CISA has issued a new binding operational directive that sharply accelerates patching deadlines for federal civilian agencies, according to reporting published June 10. The move reflects a growing concern inside the federal cyber apparatus: AI is making it faster for attackers to find, automate, and exploit software flaws.

The directive applies to federal civilian executive branch agencies. For the highest-priority vulnerabilities, the report says agencies now have as little as three days to remediate once a bug meets all four of CISA's urgency criteria.

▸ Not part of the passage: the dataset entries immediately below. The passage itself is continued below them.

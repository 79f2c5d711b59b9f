//! Queue descriptors and sector-range planning.

use crate::device::FlashType;
use crate::record::Header;
use crate::util::ceil_div;
use crate::Error;

/// Management slot for one logical queue.
///
/// The caller allocates an array of these and hands it to
/// [`crate::Driver::new`]; the driver owns the contents from then on. All
/// `page_*` fields are absolute page indices (byte address divided by the
/// page size) — they only become byte addresses when a packet is built.
#[derive(Debug, Clone, Copy, PartialEq, Eq)]
pub struct Queue {
    /// Slot is occupied.
    pub(crate) used: bool,
    /// Metadata below reflects the flash contents; appending is safe.
    /// Cleared by every append, set again by mount.
    pub(crate) ready: bool,
    /// Magic tagging this queue's records on flash.
    pub(crate) magic: u32,
    /// Pages one record occupies.
    pub(crate) pages_per_elem: u16,
    /// First sector of the owned range.
    pub(crate) first_sector: u32,
    /// Last sector of the owned range, inclusive. The range spans at least
    /// two sectors, otherwise the round-robin erase would wipe the whole
    /// queue.
    pub(crate) last_sector: u32,
    /// Record capacity of the owned range.
    pub(crate) max_entries: u16,
    /// Live records seen by the last mount.
    pub(crate) entries: u16,
    /// Lowest record id seen by the last mount.
    pub(crate) id_min: u32,
    /// Highest record id seen by the last mount; the next append uses
    /// `id_max + 1`.
    pub(crate) id_max: u32,
    /// First page of the record carrying `id_min`; its sector is the erase
    /// victim when the queue wraps.
    pub(crate) page_id_min: u32,
    /// First page of the record carrying `id_max`.
    pub(crate) page_id_max: u32,
    /// First free page, where the next append starts.
    pub(crate) page_write: u32,
}

impl Queue {
    /// An unoccupied table slot.
    pub const fn empty() -> Self {
        Queue {
            used: false,
            ready: false,
            magic: 0,
            pages_per_elem: 0,
            first_sector: 0,
            last_sector: 0,
            max_entries: 0,
            entries: 0,
            id_min: 0,
            id_max: 0,
            page_id_min: 0,
            page_id_max: 0,
            page_write: 0,
        }
    }

    /// Whether the queue metadata is valid for append/get.
    pub fn is_ready(&self) -> bool {
        self.ready
    }

    /// Records the last mount saw.
    pub fn entries(&self) -> u16 {
        self.entries
    }

    /// Record capacity of the sector range.
    pub fn max_entries(&self) -> u16 {
        self.max_entries
    }

    /// Pages occupied by one record, header included.
    pub fn pages_per_elem(&self) -> u16 {
        self.pages_per_elem
    }

    /// Owned sector range, inclusive on both ends.
    pub fn sectors(&self) -> (u32, u32) {
        (self.first_sector, self.last_sector)
    }

    /// Lowest and highest record id seen by the last mount.
    pub fn id_range(&self) -> (u32, u32) {
        (self.id_min, self.id_max)
    }

    /// Page index the next append starts at.
    pub fn write_page(&self) -> u32 {
        self.page_write
    }

    /// Payload bytes one record can carry.
    pub(crate) fn payload_capacity(&self, flash: &FlashType) -> u32 {
        self.pages_per_elem as u32 * flash.page_size - Header::SIZE as u32
    }

    /// Absolute page index of the first page of element `elem`.
    pub(crate) fn elem_page(&self, flash: &FlashType, elem: u16) -> u32 {
        self.first_sector * flash.pages_per_sector() + self.pages_per_elem as u32 * elem as u32
    }

    /// Drops the scan results; the next mount starts from a clean slate.
    pub(crate) fn reset_scan(&mut self) {
        self.entries = 0;
        self.id_min = u32::max_value();
        self.id_max = 0;
    }
}

impl Default for Queue {
    fn default() -> Self {
        Queue::empty()
    }
}

/// Plans the descriptor for a new queue starting at `first_sector`.
///
/// One record reserves its payload plus one on-flash header, rounded up to
/// whole pages; the sector count is rounded up to hold `num_elems` such
/// records, with a floor of two so the wrap erase never hits every record.
pub(crate) fn plan(
    flash: &FlashType,
    magic: u32,
    elem_size: u16,
    num_elems: u16,
    first_sector: u32,
) -> Result<Queue, Error> {
    let pages_per_sector = flash.pages_per_sector();
    let pages_per_elem = ceil_div(elem_size as u32 + Header::SIZE as u32, flash.page_size);
    let num_sectors = ceil_div(num_elems as u32 * pages_per_elem, pages_per_sector).max(2);
    let last_sector = first_sector + num_sectors - 1;
    if (last_sector as u64 + 1) * flash.sector_size as u64 > flash.total_size as u64 {
        return Err(Error::FlashFull);
    }
    let mut queue = Queue::empty();
    queue.used = true;
    queue.magic = magic;
    queue.pages_per_elem = pages_per_elem as u16;
    queue.first_sector = first_sector;
    queue.last_sector = last_sector;
    queue.max_entries = (num_sectors * pages_per_sector / pages_per_elem) as u16;
    queue.reset_scan();
    Ok(queue)
}

#[cfg(test)]
mod tests {
    use super::*;
    use crate::device::FLASH_TYPES;

    #[test]
    fn test_plan_single_page_elements() {
        let flash = &FLASH_TYPES[0];
        // 100 byte payload + 8 byte header fits one 256 byte page
        let q = plan(flash, 0xA, 100, 32, 0).unwrap();
        assert_eq!(q.pages_per_elem, 1);
        assert_eq!(q.sectors(), (0, 1));
        assert_eq!(q.max_entries, 32);
        assert!(!q.is_ready());
        assert_eq!(q.id_range(), (u32::max_value(), 0));
    }

    #[test]
    fn test_plan_tiles_after_predecessor() {
        let flash = &FLASH_TYPES[0];
        let q0 = plan(flash, 0xA, 100, 32, 0).unwrap();
        let q1 = plan(flash, 0xB, 250, 8, q0.last_sector + 1).unwrap();
        // 250 + 8 byte header spills into a second page
        assert_eq!(q1.pages_per_elem, 2);
        assert_eq!(q1.sectors(), (2, 3));
        assert_eq!(q1.max_entries, 16);
        assert!(q0.last_sector < q1.first_sector);
    }

    #[test]
    fn test_plan_sector_floor_of_two() {
        let flash = &FLASH_TYPES[0];
        // a single one-page element still claims two sectors
        let q = plan(flash, 0xA, 1, 1, 0).unwrap();
        assert_eq!(q.sectors(), (0, 1));
        assert_eq!(q.max_entries, 32);
    }

    #[test]
    fn test_plan_multi_sector_element() {
        let flash = &FLASH_TYPES[0];
        // 12280 + 8 bytes = 48 pages = 3 sectors per record
        let q = plan(flash, 0xB, 12280, 16, 0).unwrap();
        assert_eq!(q.pages_per_elem, 48);
        assert_eq!(q.sectors(), (0, 47));
        assert_eq!(q.max_entries, 16);
    }

    #[test]
    fn test_plan_rejects_overflowing_flash() {
        let flash = &FLASH_TYPES[0]; // 2 MiB = 512 sectors
        assert_eq!(plan(flash, 0xA, 100, 32, 511), Err(Error::FlashFull));
        assert!(plan(flash, 0xA, 100, 32, 510).is_ok());
    }

    #[test]
    fn test_payload_capacity() {
        let flash = &FLASH_TYPES[0];
        let q = plan(flash, 0xA, 100, 32, 0).unwrap();
        assert_eq!(q.payload_capacity(flash), 248);
    }

    #[test]
    fn test_elem_page() {
        let flash = &FLASH_TYPES[0];
        let q = plan(flash, 0xB, 250, 8, 2).unwrap();
        assert_eq!(q.elem_page(flash, 0), 32);
        assert_eq!(q.elem_page(flash, 3), 38);
    }
}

Those criteria are public exposure, inclusion in CISA's Known Exploited Vulnerabilities Catalog, whether the exploit can be automated, and the level of access an attacker could gain if successful. The directive also requires agencies to determine whether affected systems have already been compromised, including through forensic triage.

Why CISA is moving faster

Chris Butera, CISA's acting Executive Assistant Director for cybersecurity, said the directive is meant to help agencies focus on the assets most at risk. He linked the change to advances in artificial intelligence, saying threat actors can now identify and weaponize vulnerabilities more quickly.

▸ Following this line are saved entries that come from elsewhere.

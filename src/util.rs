use core::fmt;

/// Ceiling division. `ceil_div(0, n)` is 0.
pub fn ceil_div(dividend: u32, divisor: u32) -> u32 {
    match dividend {
        0 => 0,
        n => 1 + (n - 1) / divisor,
    }
}

/// Encodes `addr` big-endian into `out`; the wire format puts the highest
/// byte first. `out` is the 3-byte address slot of a command packet.
pub fn put_addr(mut addr: u32, out: &mut [u8]) {
    for slot in out.iter_mut().rev() {
        *slot = addr as u8;
        addr >>= 8;
    }
}

// Only referenced from packet traces, which compile away without `log`.
#[cfg_attr(not(feature = "log"), allow(dead_code))]
pub struct HexSlice<T>(pub T)
where
    T: AsRef<[u8]>;

impl<T: AsRef<[u8]>> fmt::Debug for HexSlice<T> {
    fn fmt(&self, f: &mut fmt::Formatter<'_>) -> fmt::Result {
        f.write_str("[")?;
        for (i, byte) in self.0.as_ref().iter().enumerate() {
            if i != 0 {
                f.write_str(", ")?;
            }
            write!(f, "{:02x}", byte)?;
        }
        f.write_str("]")
    }
}

#[cfg(test)]
mod tests {
    use super::*;

    #[test]
    fn test_ceil_div() {
        assert_eq!(ceil_div(0, 256), 0);
        assert_eq!(ceil_div(1, 256), 1);
        assert_eq!(ceil_div(256, 256), 1);
        assert_eq!(ceil_div(257, 256), 2);
        assert_eq!(ceil_div(u32::max_value(), 1), u32::max_value());
    }

    #[test]
    fn test_put_addr() {
        let mut out = [0u8; 3];
        put_addr(0x123456, &mut out);
        assert_eq!(out, [0x12, 0x34, 0x56]);
        put_addr(0x000100, &mut out);
        assert_eq!(out, [0x00, 0x01, 0x00]);
    }

    #[test]
    fn test_hex_slice() {
        let s = format!("{:?}", HexSlice([0x03u8, 0x00, 0xff]));
        assert_eq!(s, "[03, 00, ff]");
    }
}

That rationale is central to the policy shift. CISA is no longer treating the most dangerous bugs as problems that can wait through a long remediation cycle; it is treating them as fast-moving operational threats that may need to be contained within days.

How the new timeline compares

The new directive replaces earlier CISA timelines from 2019 and 2021, which allowed up to 15 days for the most critical bugs and 30 days for another high-urgency class, according to the report.

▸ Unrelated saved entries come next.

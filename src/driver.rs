//! The driver handle, job staging and the cooperative worker.
//!
//! One job is in flight at a time. Staging a job only records what to do;
//! all flash interaction happens in [`Driver::worker`], which the host calls
//! repeatedly. Each call either leaves one SPI packet in the shared buffer
//! (length in [`Driver::spi_len`]) or finishes the job. The host must clock
//! a pending packet out full-duplex, response into the same buffer, before
//! the next call.

use crate::device::{FlashType, FLASH_TYPES};
#[cfg(feature = "log")]
use crate::device::Status;
use crate::queue::{self, Queue};
use crate::record::{classify, Header, PageKind, CMD_OVERHEAD};
use crate::util::put_addr;
#[cfg(feature = "log")]
use crate::util::HexSlice;
use crate::Error;

/// Job classes the worker executes.
#[derive(Debug, Clone, Copy, PartialEq, Eq)]
enum Cmd {
    Idle,
    Mount,
    Push,
    Get,
    Raw,
}

/// Execution stage within the current job. A stage ends whenever a packet
/// has to go to the hardware.
#[derive(Debug, Clone, Copy, PartialEq, Eq)]
enum Stage {
    S0,
    S1,
    S2,
    S3,
}

/// Handle for a set of circular-buffer queues on one flash part.
///
/// The queue table and the SPI packet buffer are borrowed from the caller;
/// the SPI buffer must hold at least one page plus [`CMD_OVERHEAD`]. Buffers
/// handed to [`Driver::get`], [`Driver::get_last`] and [`Driver::read_raw`]
/// are held by the driver until the job completes and are handed back by
/// [`Driver::take_read_buf`].
#[derive(Debug)]
pub struct Driver<'a> {
    flash: &'static FlashType,
    queues: &'a mut [Queue],
    spi: &'a mut [u8],
    spi_len: u16,
    busy: bool,
    cmd: Cmd,
    stage: Stage,
    last_error: Option<Error>,
    /// Queue the current job works on.
    iter_queue: u8,
    /// Mount: element index being scanned. Push: payload bytes written.
    iter_elem: u16,
    /// Page the next packet addresses; for mount also the page the pending
    /// response came from.
    iter_page: u32,
    /// Byte address of a raw read.
    raw_addr: u32,
    /// Bytes a get/raw job returns.
    rd_len: u16,
    wr_data: Option<&'a [u8]>,
    rd_data: Option<&'a mut [u8]>,
}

That is a significant tightening of the federal patch window. It also suggests CISA believes the older cadence no longer matches the pace of modern exploitation, especially when attackers can use AI-assisted tooling to speed up reconnaissance and attack development.

What agencies must do now

The policy does more than shorten deadlines. Agencies must also quickly assess whether a system has already been breached, which adds a forensic burden on top of patching and prioritization.

That combination matters operationally. Federal defenders will need to move faster on both remediation and incident verification, especially when a vulnerability meets multiple risk criteria and is likely to attract active exploitation.

The report says the directive is designed to help agencies rank urgency more precisely, rather than applying one broad deadline across all vulnerabilities. In practice, that means security teams will have to make faster judgments about exposure, exploitability, and potential access impact.

What remains unknown

The official directive text would clarify the full remediation matrix and whether additional deadlines exist beyond the three-day top tier. For now, the reporting confirms the core policy change but leaves some implementation details unresolved.

It is also unclear whether agencies will publicly raise concerns about feasibility or issue guidance on how they plan to absorb the extra workload. Further reporting may show how the new rules are applied once the directive is circulated more widely.